Chocky tastes like chocolate milk. Its label reads, “Nutritiously delicious.” It’s supposed to be a bit better for you, but that’s impossible to tell by the taste. Chocolate is just chocolate.

Half-asleep, we would sip chocky from our bottles. I always chugged mine, gulping it down as fast as my baby-throat could allow. But Katy drank slowly. I lay there for a minute, waiting for her to finish. My belly felt warm, as if I was keeping a secret. Almost as warm as mom, next to me.

“Ready?” Mom said, when Katy finally finished her turtle-like drinking. “Three, two, one!”

And then we chucked our chocky against the wall, hard as we could.

I remember a time, when I was maybe eight and I saw the news. Maybe I’d seen it before, but this was the first time that I can remember. Katy and I were latchkey kids, by then. Before mom got home from work, we had a few hours to do whatever we wanted. The world was our oyster, and we were laughing tyrants. Mostly, this just equated to us watching too much TV.
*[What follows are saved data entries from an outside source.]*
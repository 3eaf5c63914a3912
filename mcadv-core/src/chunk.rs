//! Message chunking for fixed-size transport frames.
//!
//! Generated story text can be arbitrarily long, but the radio link
//! carries a fixed per-message budget. [`split`] partitions a message
//! into the fewest frames that each fit the budget once their ` (i/n)`
//! part suffix is appended, and [`join`] reverses the operation.
//!
//! Budgets are measured in characters (the link is text, not raw
//! bytes) and frames are cut on character boundaries.

/// Payload budget left after the transport's fixed per-frame prefix.
pub fn effective_len(frame_limit: usize, prefix_overhead: usize) -> usize {
    frame_limit.saturating_sub(prefix_overhead)
}

/// Split `text` into frames of at most `max_len` characters each.
///
/// A message that fits in one frame is returned as-is, with no part
/// suffix: a short message and a single-frame message are deliberately
/// indistinguishable, so no payload is wasted on a redundant marker.
///
/// A longer message is cut into the fewest frames such that every
/// frame *including* its ` (i/n)` suffix fits `max_len`. The suffix
/// width depends on the part count, which depends on the payload size,
/// which depends on the suffix width; the fixed point is resolved by
/// starting from a conservative width and tightening until stable.
///
/// A budget too small to carry even one payload character next to its
/// suffix cannot be honored by any chunking; such a misconfigured
/// `max_len` returns the text unsplit rather than emitting frames that
/// overflow on the suffix alone.
pub fn split(text: &str, max_len: usize) -> Vec<String> {
    let chars: Vec<char> = text.chars().collect();
    if chars.len() <= max_len {
        return vec![text.to_string()];
    }

    let mut width = suffix_width(999);
    let mut total;
    loop {
        let payload = max_len.saturating_sub(width).max(1);
        total = chars.len().div_ceil(payload);
        let tightened = suffix_width(total);
        if tightened == width {
            break;
        }
        width = tightened;
    }

    let payload = match max_len.checked_sub(width) {
        Some(payload) if payload > 0 => payload,
        _ => return vec![text.to_string()],
    };
    let mut frames = Vec::with_capacity(total);
    for (i, piece) in chars.chunks(payload).enumerate() {
        let mut frame: String = piece.iter().collect();
        frame.push_str(&format!(" ({}/{})", i + 1, total));
        frames.push(frame);
    }
    frames
}

/// Reassemble the original text from an ordered frame sequence
/// produced by [`split`].
pub fn join(frames: &[String]) -> String {
    if frames.len() == 1 {
        return frames[0].clone();
    }
    frames.iter().map(|f| strip_part_suffix(f)).collect()
}

/// Width of the ` (i/n)` suffix for an `n`-part message, assuming the
/// worst case where `i` has as many digits as `n`.
fn suffix_width(n: usize) -> usize {
    // " (" + i + "/" + n + ")"
    4 + 2 * decimal_digits(n)
}

fn decimal_digits(mut n: usize) -> usize {
    let mut digits = 1;
    while n >= 10 {
        n /= 10;
        digits += 1;
    }
    digits
}

/// Strip a trailing ` (i/n)` suffix, returning the frame payload.
/// Frames without a well-formed suffix are returned unchanged.
fn strip_part_suffix(frame: &str) -> &str {
    let Some(idx) = frame.rfind(" (") else {
        return frame;
    };
    let Some(inner) = frame[idx + 2..].strip_suffix(')') else {
        return frame;
    };
    let mut halves = inner.splitn(2, '/');
    let numeric = |s: Option<&str>| {
        s.is_some_and(|s| !s.is_empty() && s.bytes().all(|b| b.is_ascii_digit()))
    };
    if numeric(halves.next()) && numeric(halves.next()) {
        &frame[..idx]
    } else {
        frame
    }
}
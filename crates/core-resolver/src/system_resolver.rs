// Copyright Exograph, Inc. All rights reserved.
//
// Use of this software is governed by the Business Source License
// included in the LICENSE file at the root of this repository.
//
// As of the Change Date specified in that file, in accordance with
// the Business Source License, use of this software will be governed
// by the Apache License, Version 2.0.

//! The system-facing resolver: an immutable bundle of the assembled
//! operation registry, the type arena, and the conversion/injection stacks.
//! Built once, then shared read-only across arbitrarily many concurrent
//! field resolutions.

use std::sync::Arc;

use async_graphql_parser::types::FieldDefinition;
use indexmap::IndexMap;
use tracing::instrument;

use ingraph_core_model::introspection::field_definition;
use ingraph_core_model::mapping::{JsonValueMapper, ValueMapper};
use ingraph_core_model::operation::{Operation, OperationKind};
use ingraph_core_model::type_algebra::{GraphType, TypeArena};
use ingraph_core_model::value::Val;
use ingraph_core_model_builder::builder::operation_repository::OperationRegistry;

use crate::converter::{InputConverterChain, OutputConverterChain};
use crate::error::ResolutionError;
use crate::executor::OperationExecutor;
use crate::injector::{ArgumentInjector, default_injectors};
use crate::request_context::RequestContext;

pub struct SystemResolver {
    registry: OperationRegistry,
    arena: TypeArena,
    injectors: Vec<Arc<dyn ArgumentInjector>>,
    input_converters: InputConverterChain,
    output_converters: OutputConverterChain,
    value_mapper: Arc<dyn ValueMapper>,
}

impl SystemResolver {
    pub fn new(registry: OperationRegistry, arena: TypeArena) -> Self {
        Self {
            registry,
            arena,
            injectors: default_injectors(),
            input_converters: InputConverterChain::default(),
            output_converters: OutputConverterChain::default(),
            value_mapper: Arc::new(JsonValueMapper),
        }
    }

    pub fn with_injectors(mut self, injectors: Vec<Arc<dyn ArgumentInjector>>) -> Self {
        self.injectors = injectors;
        self
    }

    pub fn with_input_converters(mut self, converters: InputConverterChain) -> Self {
        self.input_converters = converters;
        self
    }

    pub fn with_output_converters(mut self, converters: OutputConverterChain) -> Self {
        self.output_converters = converters;
        self
    }

    pub fn with_value_mapper(mut self, value_mapper: Arc<dyn ValueMapper>) -> Self {
        self.value_mapper = value_mapper;
        self
    }

    pub fn arena(&self) -> &TypeArena {
        &self.arena
    }

    pub fn registry(&self) -> &OperationRegistry {
        &self.registry
    }

    /// Resolves one operation: lookup by (trail, name), fingerprint
    /// dispatch, injection, invocation, output conversion.
    #[instrument(name = "SystemResolver::resolve", skip_all, fields(name = %name))]
    pub async fn resolve(
        &self,
        trail: &[&str],
        name: &str,
        kind: OperationKind,
        raw_arguments: IndexMap<String, Val>,
        source: Option<&Val>,
        context: &RequestContext,
    ) -> Result<Val, ResolutionError> {
        let operation = self
            .registry
            .operation(&self.arena, trail, name, kind)
            .ok_or_else(|| ResolutionError::OperationNotFound {
                trail: trail.iter().map(|hop| hop.to_string()).collect(),
                name: name.to_string(),
            })?;

        self.executor()
            .execute(operation, &raw_arguments, source, context)
            .await
    }

    /// Operations nestable under results of the given type (declared nested
    /// operations plus embeddable ones).
    pub fn nestable_under(&self, typ: &GraphType) -> Vec<&Arc<Operation>> {
        self.registry.nestable_under(&self.arena, typ)
    }

    /// Schema-facing view of the root operations of one kind.
    pub fn field_definitions(&self, kind: OperationKind) -> Vec<FieldDefinition> {
        self.registry
            .root_operations(kind)
            .map(|operation| field_definition(operation, &self.arena))
            .collect()
    }

    fn executor(&self) -> OperationExecutor<'_> {
        OperationExecutor {
            arena: &self.arena,
            injectors: &self.injectors,
            input_converters: &self.input_converters,
            output_converters: &self.output_converters,
            value_mapper: self.value_mapper.as_ref(),
        }
    }
}
// Copyright Exograph, Inc. All rights reserved.
//
// Use of this software is governed by the Business Source License
// included in the LICENSE file at the root of this repository.
//
// As of the Change Date specified in that file, in accordance with
// the Business Source License, use of this software will be governed
// by the Apache License, Version 2.0.

//! Value mapping: the narrow interface through which default-value literals
//! are materialized and complex input objects are (de)serialized. The
//! engine only needs these three operations; richer mappers plug in from
//! the outside.

use thiserror::Error;

use crate::type_algebra::{GraphType, TypeArena};
use crate::value::Val;

#[derive(Error, Debug)]
pub enum MappingError {
    #[error("Could not map `{value}` as `{typ}`")]
    Unmappable { value: String, typ: String },

    #[error(transparent)]
    Json(#[from] serde_json::Error),
}

pub trait ValueMapper: Send + Sync {
    /// Materializes a client-supplied value against a declared type.
    fn from_input(
        &self,
        raw: &Val,
        typ: &GraphType,
        arena: &TypeArena,
    ) -> Result<Val, MappingError>;

    /// Parses a literal (e.g. an annotation-supplied default) against a
    /// declared type.
    fn from_string(
        &self,
        literal: &str,
        typ: &GraphType,
        arena: &TypeArena,
    ) -> Result<Val, MappingError>;

    fn to_string(&self, value: &Val) -> Result<String, MappingError>;
}

/// serde_json-backed mapper: inputs pass through unchanged, literals parse
/// as JSON with a bare-string fallback.
#[derive(Debug, Default)]
pub struct JsonValueMapper;

impl ValueMapper for JsonValueMapper {
    fn from_input(
        &self,
        raw: &Val,
        _typ: &GraphType,
        _arena: &TypeArena,
    ) -> Result<Val, MappingError> {
        Ok(raw.clone())
    }

    fn from_string(
        &self,
        literal: &str,
        _typ: &GraphType,
        _arena: &TypeArena,
    ) -> Result<Val, MappingError> {
        match serde_json::from_str::<serde_json::Value>(literal) {
            Ok(value) => Ok(value.into()),
            // an unquoted literal is a plain string
            Err(_) => Ok(Val::String(literal.to_string())),
        }
    }

    fn to_string(&self, value: &Val) -> Result<String, MappingError> {
        let json: serde_json::Value = value.clone().try_into()?;
        Ok(json.to_string())
    }
}

#[cfg(test)]
mod tests {
    use super::*;
    use multiplatform_test::multiplatform_test;

    #[multiplatform_test]
    fn literals_parse_as_json_with_string_fallback() {
        let arena = TypeArena::new();
        let typ = arena.any_type();
        let mapper = JsonValueMapper;

        assert_eq!(
            mapper.from_string("5", &typ, &arena).unwrap(),
            Val::Number(crate::value::ValNumber::I64(5))
        );
        assert_eq!(
            mapper.from_string("null", &typ, &arena).unwrap(),
            Val::Null
        );
        assert_eq!(
            mapper.from_string("plain text", &typ, &arena).unwrap(),
            Val::String("plain text".to_string())
        );
    }

    #[multiplatform_test]
    fn to_string_round_trips_through_json() {
        let mapper = JsonValueMapper;
        let val: Val = serde_json::json!({ "id": 7 }).into();

        assert_eq!(mapper.to_string(&val).unwrap(), r#"{"id":7}"#);
    }
}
When I turned on the TV–I’d only recently learned to use the remote all by myself, and it was very exciting–it went straight to the news. Some guy with a microphone was talking about a Portland family that had been murdered. They’d left their door unlocked, he said. A mentally ill man walked through it. He shot the mother and her two kids, then himself. The two 8-year-old kids.

Kids, shot? My age? Katy switched the channel, and I stared at the Jonas Brothers in a blank sort of shock. I didn’t cry about it, but it stayed in the back of my brain. Like a catchy song, I couldn’t get it out of there. I would be playing soccer, and it would hit me. Eating dinner, or walking to school–one moment of weakness, and it would pounce. A suffocating fear, a sudden awareness of my heart. Does it always beat that fast? Two eight-old-kids, just like me. The dad drove home to an empty house.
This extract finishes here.